Gaspard de la Nuit - Livre I.

                           Les Fantaisies

                                 de

                         Gaspard de la Nuit.





                       Ici commence le premier
                        Livre des Fantaisies
                             De Gaspard
                                De la
                                Nuit




                           ÉCOLE FLAMANDE




                                  I

                               HARLEM.



                                Quand d'Amsterdam le coq d'or chantera
                                La poule d'or de Harlem pondra.
                                        Les Centuries de Nostradamus.


        Harlem, cette admirable bambochade qui résume l'école flamande,
Harlem peint par Jean Breughel, Peeter-Neef, David Téniers et Paul
Rembrandt;

        Et le canal où l'eau bleue tremble, et l'église où le vitrage
d'or flamboie, et le stoël (*) où sèche le linge au soleil, et les
toits, verts de houblon;
(*) Balcon de pierre.

        Et les cigognes qui battent des ailes autour de l'horloge de la
ville, tendant le col du haut des airs et recevant dans leur bec les
gouttes de pluie;

        Et l'insouciant bourguemestre qui caresse de la main son menton
double, et l'amoureux fleuriste qui maigrit, l'oeil attaché à une
tulipe;

        Et la bohémienne qui se pâme sur sa mandoline, et le vieillard
qui joue du Rommelpot (*), et l'enfant qui enfle une vessie;
(*) Instrument de musique

        Et les buveurs qui fument dans l'estaminet borgne, et la
servante de l'hôtellerie qui accroche à la fenêtre un faisan mort.
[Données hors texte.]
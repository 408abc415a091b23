//! Typed request payloads and the checks their JSON Schemas cannot express.

use std::collections::HashSet;

use chrono::{Datelike, Local, NaiveDate};
use gts_core::inputs::{
    InstituteUpdate, NewInstitute, NewPerson, NewSubjectTopic, NewThesis,
    NewUniversity, PersonUpdate, SubjectTopicUpdate, ThesisUpdate, UniversityUpdate,
};
use gts_core::responses::FieldIssue;
use serde::de::DeserializeOwned;

/// A request body type with a registered schema.
pub trait Payload: DeserializeOwned {
    /// Registry name of this payload's schema.
    const SCHEMA: &'static str;

    /// Cross-field and calendar-dependent checks, run after the schema passes.
    fn check(&self, _issues: &mut Vec<FieldIssue>) {}
}

macro_rules! schema_only {
    ($($ty:ty => $name:literal),* $(,)?) => {
        $(impl Payload for $ty {
            const SCHEMA: &'static str = $name;
        })*
    };
}

schema_only! {
    NewUniversity => "new_university",
    UniversityUpdate => "university_update",
    NewInstitute => "new_institute",
    InstituteUpdate => "institute_update",
    NewPerson => "new_person",
    PersonUpdate => "person_update",
    NewSubjectTopic => "new_subject_topic",
    SubjectTopicUpdate => "subject_topic_update",
}

pub(crate) fn current_year() -> i32 {
    Local::now().year()
}

fn check_year(year: i32, issues: &mut Vec<FieldIssue>) {
    let max = current_year();
    if year > max {
        issues.push(FieldIssue::new("year", format!("Year must be at most {max}")));
    }
}

fn check_submission_date(date: &str, issues: &mut Vec<FieldIssue>) {
    if NaiveDate::parse_from_str(date, "%Y-%m-%d").is_err() {
        issues.push(FieldIssue::new(
            "submission_date",
            format!("'{date}' is not a valid calendar date"),
        ));
    }
}

fn check_distinct(field: &str, ids: &[i64], issues: &mut Vec<FieldIssue>) {
    let mut seen = HashSet::with_capacity(ids.len());
    if let Some(dup) = ids.iter().find(|id| !seen.insert(**id)) {
        issues.push(FieldIssue::new(
            field,
            format!("Ids must be distinct (duplicate {dup})"),
        ));
    }
}

impl Payload for NewThesis {
    const SCHEMA: &'static str = "new_thesis";

    fn check(&self, issues: &mut Vec<FieldIssue>) {
        check_year(self.year, issues);
        check_submission_date(&self.submission_date, issues);
        check_distinct("supervisor_ids", &self.supervisor_ids, issues);
        check_distinct("subject_topic_ids", &self.subject_topic_ids, issues);
    }
}

impl Payload for ThesisUpdate {
    const SCHEMA: &'static str = "thesis_update";

    fn check(&self, issues: &mut Vec<FieldIssue>) {
        if let Some(year) = self.year {
            check_year(year, issues);
        }
        if let Some(date) = &self.submission_date {
            check_submission_date(date, issues);
        }
        if let Some(ids) = &self.supervisor_ids {
            check_distinct("supervisor_ids", ids, issues);
        }
        if let Some(ids) = &self.subject_topic_ids {
            check_distinct("subject_topic_ids", ids, issues);
        }
    }
}

#[cfg(test)]
mod tests {
    use super::*;
    use crate::{SchemaError, SchemaRegistry};
    use pretty_assertions::assert_eq;
    use rstest::rstest;
    use serde_json::{Value, json};

    fn thesis_body() -> Value {
        json!({
            "title": "Graph rewriting",
            "abstract": "We study graph rewriting.",
            "author_id": 1,
            "year": 2020,
            "type": "Doctorate",
            "university_id": 1,
            "institute_id": 1,
            "num_pages": 120,
            "language": "English",
            "submission_date": "2020-06-30",
            "supervisor_ids": [2, 3],
            "co_supervisor_id": null,
            "keywords": ["graphs"]
        })
    }

    fn issue_paths(err: &SchemaError) -> Vec<String> {
        err.issues()
            .unwrap_or_default()
            .iter()
            .map(|i| i.path.clone())
            .collect()
    }

    #[test]
    fn accepts_valid_thesis() {
        let thesis: NewThesis = SchemaRegistry::new().parse(thesis_body()).unwrap();
        assert_eq!(thesis.supervisor_ids, vec![2, 3]);
        assert_eq!(thesis.co_supervisor_id, None);
        assert!(thesis.subject_topic_ids.is_empty());
    }

    #[rstest]
    #[case::year_too_early("year", json!(1899))]
    #[case::year_not_integer("year", json!(2020.5))]
    #[case::unknown_type("type", json!("Bachelor"))]
    #[case::zero_pages("num_pages", json!(0))]
    #[case::bad_date_format("submission_date", json!("30/06/2020"))]
    #[case::no_supervisors("supervisor_ids", json!([]))]
    #[case::negative_supervisor("supervisor_ids.0", json!([-1]))]
    #[case::zero_co_supervisor("co_supervisor_id", json!(0))]
    #[case::empty_keyword("keywords.0", json!([""]))]
    #[case::empty_title("title", json!(""))]
    fn rejects_invalid_thesis_field(#[case] field: &str, #[case] value: Value) {
        let mut body = thesis_body();
        let key = field.split('.').next().unwrap_or(field);
        body[key] = value;
        let err = SchemaRegistry::new().parse::<NewThesis>(body).unwrap_err();
        assert!(
            issue_paths(&err).iter().any(|p| p == field),
            "expected issue at {field}, got {:?}",
            issue_paths(&err)
        );
    }

    #[test]
    fn rejects_future_year() {
        let mut body = thesis_body();
        body["year"] = json!(current_year() + 1);
        let err = SchemaRegistry::new().parse::<NewThesis>(body).unwrap_err();
        assert_eq!(issue_paths(&err), vec!["year".to_string()]);
    }

    #[test]
    fn rejects_impossible_calendar_date() {
        let mut body = thesis_body();
        body["submission_date"] = json!("2021-02-30");
        let err = SchemaRegistry::new().parse::<NewThesis>(body).unwrap_err();
        assert_eq!(issue_paths(&err), vec!["submission_date".to_string()]);
    }

    #[test]
    fn rejects_duplicate_ids() {
        let mut body = thesis_body();
        body["supervisor_ids"] = json!([2, 2]);
        body["subject_topic_ids"] = json!([5, 6, 5]);
        let err = SchemaRegistry::new().parse::<NewThesis>(body).unwrap_err();
        assert_eq!(
            issue_paths(&err),
            vec!["supervisor_ids".to_string(), "subject_topic_ids".to_string()]
        );
    }

    #[test]
    fn reports_every_missing_required_field() {
        let err = SchemaRegistry::new()
            .parse::<NewThesis>(json!({}))
            .unwrap_err();
        let mut paths = issue_paths(&err);
        paths.sort();
        assert_eq!(
            paths,
            vec![
                "abstract",
                "author_id",
                "institute_id",
                "language",
                "num_pages",
                "submission_date",
                "supervisor_ids",
                "title",
                "type",
                "university_id",
                "year",
            ]
        );
    }

    #[test]
    fn thesis_update_checks_only_present_fields() {
        let reg = SchemaRegistry::new();
        let update: ThesisUpdate = reg.parse(json!({"language": "German"})).unwrap();
        assert_eq!(update.language.as_deref(), Some("German"));

        let err = reg
            .parse::<ThesisUpdate>(json!({"submission_date": "2020-13-01"}))
            .unwrap_err();
        assert_eq!(issue_paths(&err), vec!["submission_date".to_string()]);

        let err = reg
            .parse::<ThesisUpdate>(json!({"supervisor_ids": []}))
            .unwrap_err();
        assert_eq!(issue_paths(&err), vec!["supervisor_ids".to_string()]);
    }
}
                                 II

                              LE MAÇON.



                                        Le maître Maçon. - Regardez ces
                                bastions, ces contreforts: on les
                                dirait construits pour l'éternité.
                                        SCHILLER. - Guillaume-Tell.


         Le maçon Abraham Knupfer chante, la truelle à la main, dans
les airs échafaudé, si haut que, lisant les vers gothiques du bourdon,
il nivelle de ses pieds et l'église aux trente arc-boutants, et la
ville aux trente églises.

         Il voit les tarasques de pierre vomir l'eau des ardoises dans
l'abîme confus des galeries, des fenêtres, des pendentifs, des
clochetons, des tourelles, des toits et des charpentes, que tache d'un
point gris l'aile échancrée et immobile du tiercelet.

         Il voit les fortifications qui se découpent en étoile, la
citadelle qui se rengorge comme une géline dans un tourteau, les cours
des palais où le soleil tarit les fontaines, et les cloîtres des
monastères où l'ombre tourne autour des piliers.

         Les troupes impériales se sont logées dans le faubourg. Voilà
qu'un cavalier tambourine là-bas. Abraham Knupfer distingue son chapeau
à trois cornes, ses aiguilles de laine rouge, sa cocarde traversée
d'une ganse, et sa queue nouée d'un ruban.

         Ce qu'il voit encore, ce sont des soudards qui, dans le parc
empanaché de gigantesques ramées, sur de larges pelouses d'émeraude,
criblent de coups d'arquebuse un oiseau de bois fiché à la pointe d'un
mai.

         Et le soir, quand la nef harmonique de la cathédrale
s'endormit couchée les bras en croix, il aperçut de l'échelle, à
l'horizon, un village incendié par des gens de guerre, qui flamboyait
comme une comète dans l'azur.




                                 III

                         L'ÉCOLIER DE LEYDE.



                                        On ne saurait prendre trop de
                                précautions par le temps qui court,
                                surtout depuis que les faux-monnayeurs
                                se sont établis dans ce pays-ci.
                                        Le Siège de Berg-op-Zoom.


        Il s'assied dans son fauteuil de velours d'Utrecht, messire
Blasius, le menton dans sa fraise de fine dentelle, comme une volaille
qu'un cuisinier s'est rôtie sur une faïence.

        Il s'assied devant sa banque pour compter la monnaie d'un
demi-florin, moi, pauvre écolier de Leyde, qui ai un bonnet et une
culotte percée, debout sur un pied comme une grue sur un pal.

        Voilà le trébuchet qui sort de la boîte de laque aux bizarres
figures chinoises, comme une araignée qui, repliant ses longs bras, se
réfugie dans une tulipe nuancée de mille couleurs.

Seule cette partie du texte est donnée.